Cresce l’export del settore lapideo di Capitanata, ma per la Fillea Cgil non basta

“Manca filiera della trasformazione, così la ricchezza finisce in altri territori”

Nota - Questo comunicato è stato pubblicato integralmente come contributo esterno. Questo contenuto non è pertanto un articolo prodotto dalla redazione di FoggiaToday

Non possiamo accontentarci dell’export cinese, perché pur tamponando una crisi per il settore estrattivo non è connesso ad alcun processo di valorizzazione della pietra”.

E’ quanto afferma il segretario generale della Fillea Cgil di Capitanata, Giovanni Tarantella, commentando i dati diffusi dall’Osservatorio Marmomacc relativi alle esportazioni del marmo. Il comparto in Puglia cresce nei primi sei mesi del 2012 del 41,8% e tra le province con un trend molto positivo c’è quella di Foggia, “ma si tratta prevalentemente il prodotto grezzo, quindi fuori dal territorio va anche il valore aggiunto legato alla lavorazione e alla commercializzazione”.

Occorrerebbe, sostiene la Fillea, “attuare quelle politiche di sistema per le quali è nato il Distretto produttivo lapideo predisposto dalla Regione Puglia. Ma lo stesso – afferma Tarantella – viene ancora visto solo come strumento di rivendicazione e non di sintesi, puntando sulla filiera attraverso la ricerca, la formazione e la qualificazione professionale, oltre che su una adeguata programmazione della trasformazione e promozione del prodotto lavorato, anche grazie al marchio Pietra di Puglia”.

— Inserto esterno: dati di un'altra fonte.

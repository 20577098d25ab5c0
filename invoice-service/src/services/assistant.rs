//! Prompt construction and best-effort response parsing for the AI
//! collaborator.
//!
//! The provider returns free text; JSON-shaped replies may arrive wrapped
//! in markdown code fences. Parsing is a fallible transform: fences are
//! stripped, the remainder is parsed into the typed shape, and anything
//! malformed surfaces as an upstream failure rather than a silent default.

use crate::dtos::{ExtractedInvoice, InsightsResponse};
use crate::models::{Invoice, InvoiceStatus};
use crate::services::metrics::{AI_REQUESTS_TOTAL, AI_REQUEST_DURATION};
use crate::services::providers::TextProvider;
use serde::de::DeserializeOwned;
use service_core::error::AppError;
use std::sync::Arc;

/// Aggregate statistics over a user's invoice portfolio, fed to the
/// insights prompt.
#[derive(Debug, Clone)]
pub struct PortfolioSummary {
    pub total_invoices: usize,
    pub paid_invoices: usize,
    pub unpaid_invoices: usize,
    pub total_revenue: f64,
    pub total_outstanding: f64,
    pub recent: Vec<String>,
}

impl PortfolioSummary {
    pub fn from_invoices(invoices: &[Invoice]) -> Self {
        let paid_invoices = invoices
            .iter()
            .filter(|inv| inv.status == InvoiceStatus::Paid)
            .count();
        let total_revenue = invoices
            .iter()
            .filter(|inv| inv.status == InvoiceStatus::Paid)
            .map(|inv| inv.total)
            .sum();
        let total_outstanding = invoices
            .iter()
            .filter(|inv| inv.status != InvoiceStatus::Paid)
            .map(|inv| inv.total)
            .sum();
        let recent = invoices
            .iter()
            .take(5)
            .map(|inv| {
                format!(
                    "#{} ${:.2} status {}",
                    inv.invoice_number,
                    inv.total,
                    inv.status.as_str()
                )
            })
            .collect();

        Self {
            total_invoices: invoices.len(),
            paid_invoices,
            unpaid_invoices: invoices.len() - paid_invoices,
            total_revenue,
            total_outstanding,
            recent,
        }
    }

    fn render(&self) -> String {
        format!(
            "- Total invoices: {}\n\
             - Paid invoices: {}\n\
             - Unpaid/pending invoices: {}\n\
             - Revenue from paid invoices: {:.2}\n\
             - Outstanding amount: {:.2}\n\
             - Recent 5 invoices: {}",
            self.total_invoices,
            self.paid_invoices,
            self.unpaid_invoices,
            self.total_revenue,
            self.total_outstanding,
            self.recent.join(", ")
        )
    }
}

/// Thin service object over the shared text provider. Stateless; one
/// instance per process, cloned into handlers.
#[derive(Clone)]
pub struct InvoiceAssistant {
    provider: Arc<dyn TextProvider>,
}

impl InvoiceAssistant {
    pub fn new(provider: Arc<dyn TextProvider>) -> Self {
        Self { provider }
    }

    /// Extract structured invoice data from free text.
    pub async fn extract_invoice(&self, text: &str) -> Result<ExtractedInvoice, AppError> {
        let prompt = extraction_prompt(text);
        let raw = self.call_provider("parse_text", &prompt).await?;
        parse_json_reply(&raw)
    }

    /// Draft a reminder email for an invoice. The reply is returned
    /// verbatim; the prompt instructs the model to begin with "Subject:".
    pub async fn draft_reminder(&self, invoice: &Invoice) -> Result<String, AppError> {
        let prompt = reminder_prompt(invoice);
        self.call_provider("reminder", &prompt).await
    }

    /// Turn portfolio statistics into 2-3 actionable insights.
    pub async fn portfolio_insights(
        &self,
        summary: &PortfolioSummary,
    ) -> Result<Vec<String>, AppError> {
        let prompt = insights_prompt(summary);
        let raw = self.call_provider("insights", &prompt).await?;
        let reply: InsightsResponse = parse_json_reply(&raw)?;
        Ok(reply.insights)
    }

    async fn call_provider(&self, operation: &str, prompt: &str) -> Result<String, AppError> {
        let timer = AI_REQUEST_DURATION
            .with_label_values(&[operation])
            .start_timer();

        let result = self.provider.generate(prompt).await;
        timer.observe_duration();

        let status = if result.is_ok() { "ok" } else { "error" };
        AI_REQUESTS_TOTAL
            .with_label_values(&[operation, status])
            .inc();

        result.map_err(|e| {
            tracing::error!(operation = operation, error = %e, "AI provider call failed");
            AppError::from(e)
        })
    }
}

fn extraction_prompt(text: &str) -> String {
    format!(
        "You are an expert invoice data extraction AI. Analyze the following text and extract \
         the relevant information to create an invoice.\n\
         Output must be a valid JSON object with the structure:\n\
         {{ \"clientName\": \"string\", \"email\": \"string (if available)\", \
         \"address\": \"string (if available)\",\n\
         \"items\": [{{ \"name\": \"string\", \"quantity\": \"number\", \
         \"unitPrice\": \"number\" }}] }}\n\
         Text to parse:\n\
         --- TEXT START ---\n\
         {}\n\
         --- TEXT END ---\n\
         Provide only the JSON object.",
        text
    )
}

fn reminder_prompt(invoice: &Invoice) -> String {
    let client_name = invoice
        .bill_to
        .client_name
        .as_deref()
        .unwrap_or("the client");
    let due_date = invoice
        .due_date
        .map(|d| d.to_chrono().format("%Y-%m-%d").to_string())
        .unwrap_or_else(|| "not specified".to_string());

    format!(
        "You are a polite accounting assistant. Write a friendly reminder email about an \
         overdue or upcoming invoice.\n\
         Use details:\n\
         - Client Name: {}\n\
         - Invoice Number: {}\n\
         - Amount Due: {:.2}\n\
         - Due Date: {}\n\
         Start the email with \"Subject:\". Keep it concise.",
        client_name, invoice.invoice_number, invoice.total, due_date
    )
}

fn insights_prompt(summary: &PortfolioSummary) -> String {
    format!(
        "You are a friendly financial analyst. Based on the following invoice summary, \
         provide 2-3 concise actionable insights as a JSON array:\n\
         {}\n\
         Return: {{ \"insights\": [\"...\", \"...\"] }}",
        summary.render()
    )
}

/// Remove markdown code-fence wrapping from a model reply.
fn strip_code_fences(raw: &str) -> String {
    raw.replace("```json", "").replace("```", "").trim().to_string()
}

/// Fence-strip then parse a JSON-shaped reply into the typed result.
fn parse_json_reply<T: DeserializeOwned>(raw: &str) -> Result<T, AppError> {
    let cleaned = strip_code_fences(raw);
    serde_json::from_str(&cleaned)
        .map_err(|e| AppError::BadGateway(format!("Malformed AI response: {}", e)))
}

Nella zona di Apricena, cuore del distretto lapideo di Capitanata, sono circa 1.500 gli addetti. “A sostegno del comparto ci sarebbe anche un altro strumento, il consorzio per lo sviluppo industriale Consiat, nato su iniziativa pubblica e provata ma rimasto in questi anni un contenitore vuoto”. Per la Fillea di Capitanata “potrebbe ad esempio spingere gli enti locali – attraverso le possibilità del Piano nazionale per città predisposto dal Ministero delle infrastrutture, dedicato alla riqualificazione di aree urbane con particolare riferimento a quelle degradate – a puntare sulla pietra, materia prima idonea anche per i sempre più diffusi progetti di bioedilizia”.

Innovazione, sviluppo tecnologico, crescita dimensionale, qualificazione professionale “sembrano però argomenti ancora estranei al sistema imprenditoriale lapideo in Capitanata. Lavoriamo per ripensare tutte le fasi lavorative in chiave sostenibile – dall’estrazione alla lavorazione – a difesa di un settore strategico per l’Alto Tavoliere. Strategie e redistribuzione della produttività che vorremmo discutere al tavolo per il rinnovo del contratto integrativo, scaduto da circa un anno.

Speriamo che le imprese capiscano che per essere competitivi su un mercato globale servono politiche virtuose e innovative – conclude il segretario generale della Fillea, Tarantella - e non provare ad ammortizzare i costi della crisi speculando su salari e lavoro irregolare, ricerca, formazione, sicurezza”.